| PROMPT |
Print every one of the records verbatim, omitting nothing.

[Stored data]
******************************
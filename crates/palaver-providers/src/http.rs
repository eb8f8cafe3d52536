//! HTTP client for the reasoning service's `/responses` endpoint.

use anyhow::{bail, Context, Result};
use async_trait::async_trait;
use tracing::debug;

use palaver_core::types::{
    ModelTurn, ReasoningOptions, ResponsesReply, ResponsesRequest, TextOptions,
};

use crate::traits::{ModelClient, ModelRequest};

// ─────────────────────────────────────────────
// HttpModelClient
// ─────────────────────────────────────────────

/// Talks to any service exposing the `/responses` contract.
pub struct HttpModelClient {
    /// HTTP client (shared, connection-pooled).
    client: reqwest::Client,
    /// API base URL (e.g. `"https://api.openai.com/v1"`).
    api_base: String,
    /// API key for Bearer authentication.
    api_key: String,
}

impl std::fmt::Debug for HttpModelClient {
    fn fmt(&self, f: &mut std::fmt::Formatter<'_>) -> std::fmt::Result {
        f.debug_struct("HttpModelClient")
            .field("api_base", &self.api_base)
            .finish()
    }
}

impl HttpModelClient {
    pub fn new(api_base: impl Into<String>, api_key: impl Into<String>) -> Self {
        let client = reqwest::Client::builder()
            .timeout(std::time::Duration::from_secs(300))
            .build()
            .expect("Failed to build HTTP client");

        HttpModelClient {
            client,
            api_base: api_base.into(),
            api_key: api_key.into(),
        }
    }

    fn responses_url(&self) -> String {
        let base = self.api_base.trim_end_matches('/');
        format!("{}/responses", base)
    }
}

#[async_trait]
impl ModelClient for HttpModelClient {
    async fn respond(&self, request: &ModelRequest) -> Result<ModelTurn> {
        let body = ResponsesRequest {
            model: request.model.clone(),
            input: request.input.clone(),
            instructions: request.instructions.clone(),
            tools: if request.tools.is_empty() {
                None
            } else {
                Some(request.tools.clone())
            },
            previous_response_id: request.previous_response_id.clone(),
            reasoning: Some(ReasoningOptions {
                effort: request.effort,
            }),
            text: Some(TextOptions {
                verbosity: request.verbosity,
            }),
        };

        debug!(
            model = %request.model,
            input = request.input.len(),
            tools = request.tools.len(),
            chained = request.previous_response_id.is_some(),
            "calling reasoning service"
        );

        let response = self
            .client
            .post(self.responses_url())
            .bearer_auth(&self.api_key)
            .json(&body)
            .send()
            .await
            .context("request to reasoning service failed")?;

        let status = response.status();
        if !status.is_success() {
            let error_text = response
                .text()
                .await
                .unwrap_or_else(|_| "failed to read error body".to_string());
            bail!("reasoning service returned {status}: {error_text}");
        }

        let reply: ResponsesReply = response
            .json()
            .await
            .context("failed to parse reasoning service response")?;

        let turn: ModelTurn = reply.into();
        debug!(
            response_id = %turn.response_id,
            has_content = turn.content.is_some(),
            tool_calls = turn.tool_calls.len(),
            requires_action = turn.requires_action,
            "reasoning service responded"
        );
        Ok(turn)
    }

    fn display_name(&self) -> &str {
        "HttpModelClient"
    }
}

// ─────────────────────────────────────────────
// Tests
// ─────────────────────────────────────────────
//! Typed configuration schema with serde defaults for every field, so a
//! partial config file always deserializes.

use serde::{Deserialize, Serialize};

use crate::types::{Effort, Verbosity};

/// Top-level configuration (`~/.palaver/config.json`).
#[derive(Clone, Debug, Default, Serialize, Deserialize, PartialEq)]
#[serde(default)]
pub struct Config {
    pub api: ApiConfig,
    pub defaults: DefaultsConfig,
    /// Workspace root all tool paths are sandboxed to. `~` is expanded.
    pub workspace: String,
}

/// Remote reasoning service connection settings.
#[derive(Clone, Debug, Serialize, Deserialize, PartialEq)]
#[serde(default)]
pub struct ApiConfig {
    pub key: String,
    pub base: String,
}

impl Default for ApiConfig {
    fn default() -> Self {
        Self {
            key: String::new(),
            base: "https://api.openai.com/v1".into(),
        }
    }
}

/// Per-request defaults, overridable by CLI flags.
#[derive(Clone, Debug, Serialize, Deserialize, PartialEq)]
#[serde(default)]
pub struct DefaultsConfig {
    pub model: String,
    pub effort: Effort,
    pub verbosity: Verbosity,
    /// Maximum model ↔ tool round trips per request.
    pub max_iterations: usize,
}

impl Default for DefaultsConfig {
    fn default() -> Self {
        Self {
            model: "gpt-5".into(),
            effort: Effort::Medium,
            verbosity: Verbosity::Medium,
            max_iterations: 10,
        }
    }
}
******************************
| ANSWER TO THE PROBLEM |
filename crates/palaver-providers/src/http.rs
repository eb8f8cafe3d52536
//! HTTP client for the reasoning service's `/responses` endpoint.

use anyhow::{bail, Context, Result};
use async_trait::async_trait;
use tracing::debug;

use palaver_core::types::{
    ModelTurn, ReasoningOptions, ResponsesReply, ResponsesRequest, TextOptions,
};

use crate::traits::{ModelClient, ModelRequest};

// ─────────────────────────────────────────────
// HttpModelClient
// ─────────────────────────────────────────────

/// Talks to any service exposing the `/responses` contract.
pub struct HttpModelClient {
    /// HTTP client (shared, connection-pooled).
    client: reqwest::Client,
    /// API base URL (e.g. `"https://api.openai.com/v1"`).
    api_base: String,
    /// API key for Bearer authentication.
    api_key: String,
}

impl std::fmt::Debug for HttpModelClient {
    fn fmt(&self, f: &mut std::fmt::Formatter<'_>) -> std::fmt::Result {
        f.debug_struct("HttpModelClient")
            .field("api_base", &self.api_base)
            .finish()
    }
}

impl HttpModelClient {
    pub fn new(api_base: impl Into<String>, api_key: impl Into<String>) -> Self {
        let client = reqwest::Client::builder()
            .timeout(std::time::Duration::from_secs(300))
            .build()
            .expect("Failed to build HTTP client");

        HttpModelClient {
            client,
            api_base: api_base.into(),
            api_key: api_key.into(),
        }
    }

    fn responses_url(&self) -> String {
        let base = self.api_base.trim_end_matches('/');
        format!("{}/responses", base)
    }
}

#[async_trait]
impl ModelClient for HttpModelClient {
    async fn respond(&self, request: &ModelRequest) -> Result<ModelTurn> {
        let body = ResponsesRequest {
            model: request.model.clone(),
            input: request.input.clone(),
            instructions: request.instructions.clone(),
            tools: if request.tools.is_empty() {
                None
            } else {
                Some(request.tools.clone())
            },
            previous_response_id: request.previous_response_id.clone(),
            reasoning: Some(ReasoningOptions {
                effort: request.effort,
            }),
            text: Some(TextOptions {
                verbosity: request.verbosity,
            }),
        };

        debug!(
            model = %request.model,
            input = request.input.len(),
            tools = request.tools.len(),
            chained = request.previous_response_id.is_some(),
            "calling reasoning service"
        );

        let response = self
            .client
            .post(self.responses_url())
            .bearer_auth(&self.api_key)
            .json(&body)
            .send()
            .await
            .context("request to reasoning service failed")?;

        let status = response.status();
        if !status.is_success() {
            let error_text = response
                .text()
                .await
                .unwrap_or_else(|_| "failed to read error body".to_string());
            bail!("reasoning service returned {status}: {error_text}");
        }

        let reply: ResponsesReply = response
            .json()
            .await
            .context("failed to parse reasoning service response")?;

        let turn: ModelTurn = reply.into();
        debug!(
            response_id = %turn.response_id,
            has_content = turn.content.is_some(),
            tool_calls = turn.tool_calls.len(),
            requires_action = turn.requires_action,
            "reasoning service responded"
        );
        Ok(turn)
    }

    fn display_name(&self) -> &str {
        "HttpModelClient"
    }
}

// ─────────────────────────────────────────────
// Tests
// ─────────────────────────────────────────────
//! Typed configuration schema with serde defaults for every field, so a
//! partial config file always deserializes.

use serde::{Deserialize, Serialize};

use crate::types::{Effort, Verbosity};

/// Top-level configuration (`~/.palaver/config.json`).
#[derive(Clone, Debug, Default, Serialize, Deserialize, PartialEq)]
#[serde(default)]
pub struct Config {
    pub api: ApiConfig,
    pub defaults: DefaultsConfig,
    /// Workspace root all tool paths are sandboxed to. `~` is expanded.
    pub workspace: String,
}

/// Remote reasoning service connection settings.
#[derive(Clone, Debug, Serialize, Deserialize, PartialEq)]
#[serde(default)]
pub struct ApiConfig {
    pub key: String,
    pub base: String,
}

impl Default for ApiConfig {
    fn default() -> Self {
        Self {
            key: String::new(),
            base: "https://api.openai.com/v1".into(),
        }
    }
}

/// Per-request defaults, overridable by CLI flags.
#[derive(Clone, Debug, Serialize, Deserialize, PartialEq)]
#[serde(default)]
pub struct DefaultsConfig {
    pub model: String,
    pub effort: Effort,
    pub verbosity: Verbosity,
    /// Maximum model ↔ tool round trips per request.
    pub max_iterations: usize,
}

impl Default for DefaultsConfig {
    fn default() -> Self {
        Self {
            model: "gpt-5".into(),
            effort: Effort::Medium,
            verbosity: Verbosity::Medium,
            max_iterations: 10,
        }
    }
}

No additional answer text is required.